YOUR INSTRUCTIONS:
Output every line below exactly.

MATERIAL SUPPLIED:
•••

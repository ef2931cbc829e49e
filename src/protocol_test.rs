use super::*;
use serde_json::json;

#[test]
fn event_serializes_flat() {
    let mut data = Data::new();
    data.insert("vehicle_id".into(), json!(7));
    data.insert("lat".into(), json!(40.7));
    let envelope = Envelope::event("vehicle_location_update", data);

    let value = serde_json::to_value(&envelope).expect("serialize");
    assert_eq!(value["action"], "vehicle_location_update");
    assert_eq!(value["vehicle_id"], 7);
    assert_eq!(value["lat"], 40.7);
    assert!(value.get("data").is_none());
}

#[test]
fn action_error_shape() {
    let envelope = Envelope::error("Unauthorized");
    let value = serde_json::to_value(&envelope).expect("serialize");
    assert_eq!(value["action"], "error");
    assert_eq!(value["message"], "Unauthorized");
}

#[test]
fn protocol_error_shape() {
    let envelope = Envelope::protocol_error("Unknown action: frobnicate");
    let value = serde_json::to_value(&envelope).expect("serialize");
    assert_eq!(value["error"], "Unknown action: frobnicate");
    assert!(value.get("action").is_none());
}

#[test]
fn envelope_round_trip() {
    let mut data = Data::new();
    data.insert("vehicle_id".into(), json!(3));
    let original = Envelope::event("vehicle_subscribed", data);

    let json = serde_json::to_string(&original).expect("serialize");
    let restored: Envelope = serde_json::from_str(&json).expect("deserialize");
    assert_eq!(restored, original);

    let err: Envelope = serde_json::from_str(r#"{"action":"error","message":"Invalid type"}"#)
        .expect("deserialize");
    assert_eq!(err, Envelope::error("Invalid type"));

    let proto: Envelope =
        serde_json::from_str(r#"{"error":"Invalid JSON"}"#).expect("deserialize");
    assert_eq!(proto, Envelope::protocol_error("Invalid JSON"));
}

#[test]
fn parse_extracts_action_and_args() {
    let req = ActionRequest::parse(r#"{"action":"update_unit_location","vehicle_id":7,"lat":1.0,"lng":2.0}"#)
        .expect("parse");
    assert_eq!(req.action, "update_unit_location");
    assert!(req.to_user_id.is_none());
    assert_eq!(req.data.get("vehicle_id"), Some(&json!(7)));
    assert!(req.data.get("action").is_none());
}

#[test]
fn parse_strips_to_user_id() {
    let req = ActionRequest::parse(r#"{"action":"send_message","message":"hi","to_user_id":42}"#)
        .expect("parse");
    assert_eq!(req.to_user_id, Some(42));
    assert!(req.data.get("to_user_id").is_none());
}

#[test]
fn parse_rejects_bad_input() {
    assert_eq!(ActionRequest::parse("not json").unwrap_err(), ParseError::InvalidJson);
    assert_eq!(ActionRequest::parse("[1,2]").unwrap_err(), ParseError::InvalidJson);
    assert_eq!(ActionRequest::parse(r#"{"foo":1}"#).unwrap_err(), ParseError::NoAction);
    assert_eq!(ActionRequest::parse(r#"{"action":5}"#).unwrap_err(), ParseError::NoAction);
}

#[test]
fn parse_error_messages_are_wire_format() {
    assert_eq!(ParseError::InvalidJson.to_string(), "Invalid JSON");
    assert_eq!(ParseError::NoAction.to_string(), "No action specified");
}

•••

FINISHED EXERCISE:
repository ef2931cbc829e49e
filename src/protocol_test.rs
use super::*;
use serde_json::json;

#[test]
fn event_serializes_flat() {
    let mut data = Data::new();
    data.insert("vehicle_id".into(), json!(7));
    data.insert("lat".into(), json!(40.7));
    let envelope = Envelope::event("vehicle_location_update", data);

    let value = serde_json::to_value(&envelope).expect("serialize");
    assert_eq!(value["action"], "vehicle_location_update");
    assert_eq!(value["vehicle_id"], 7);
    assert_eq!(value["lat"], 40.7);
    assert!(value.get("data").is_none());
}

#[test]
fn action_error_shape() {
    let envelope = Envelope::error("Unauthorized");
    let value = serde_json::to_value(&envelope).expect("serialize");
    assert_eq!(value["action"], "error");
    assert_eq!(value["message"], "Unauthorized");
}

#[test]
fn protocol_error_shape() {
    let envelope = Envelope::protocol_error("Unknown action: frobnicate");
    let value = serde_json::to_value(&envelope).expect("serialize");
    assert_eq!(value["error"], "Unknown action: frobnicate");
    assert!(value.get("action").is_none());
}

#[test]
fn envelope_round_trip() {
    let mut data = Data::new();
    data.insert("vehicle_id".into(), json!(3));
    let original = Envelope::event("vehicle_subscribed", data);

    let json = serde_json::to_string(&original).expect("serialize");
    let restored: Envelope = serde_json::from_str(&json).expect("deserialize");
    assert_eq!(restored, original);

    let err: Envelope = serde_json::from_str(r#"{"action":"error","message":"Invalid type"}"#)
        .expect("deserialize");
    assert_eq!(err, Envelope::error("Invalid type"));

    let proto: Envelope =
        serde_json::from_str(r#"{"error":"Invalid JSON"}"#).expect("deserialize");
    assert_eq!(proto, Envelope::protocol_error("Invalid JSON"));
}

#[test]
fn parse_extracts_action_and_args() {
    let req = ActionRequest::parse(r#"{"action":"update_unit_location","vehicle_id":7,"lat":1.0,"lng":2.0}"#)
        .expect("parse");
    assert_eq!(req.action, "update_unit_location");
    assert!(req.to_user_id.is_none());
    assert_eq!(req.data.get("vehicle_id"), Some(&json!(7)));
    assert!(req.data.get("action").is_none());
}

#[test]
fn parse_strips_to_user_id() {
    let req = ActionRequest::parse(r#"{"action":"send_message","message":"hi","to_user_id":42}"#)
        .expect("parse");
    assert_eq!(req.to_user_id, Some(42));
    assert!(req.data.get("to_user_id").is_none());
}

#[test]
fn parse_rejects_bad_input() {
    assert_eq!(ActionRequest::parse("not json").unwrap_err(), ParseError::InvalidJson);
    assert_eq!(ActionRequest::parse("[1,2]").unwrap_err(), ParseError::InvalidJson);
    assert_eq!(ActionRequest::parse(r#"{"foo":1}"#).unwrap_err(), ParseError::NoAction);
    assert_eq!(ActionRequest::parse(r#"{"action":5}"#).unwrap_err(), ParseError::NoAction);
}

#[test]
fn parse_error_messages_are_wire_format() {
    assert_eq!(ParseError::InvalidJson.to_string(), "Invalid JSON");
    assert_eq!(ParseError::NoAction.to_string(), "No action specified");
}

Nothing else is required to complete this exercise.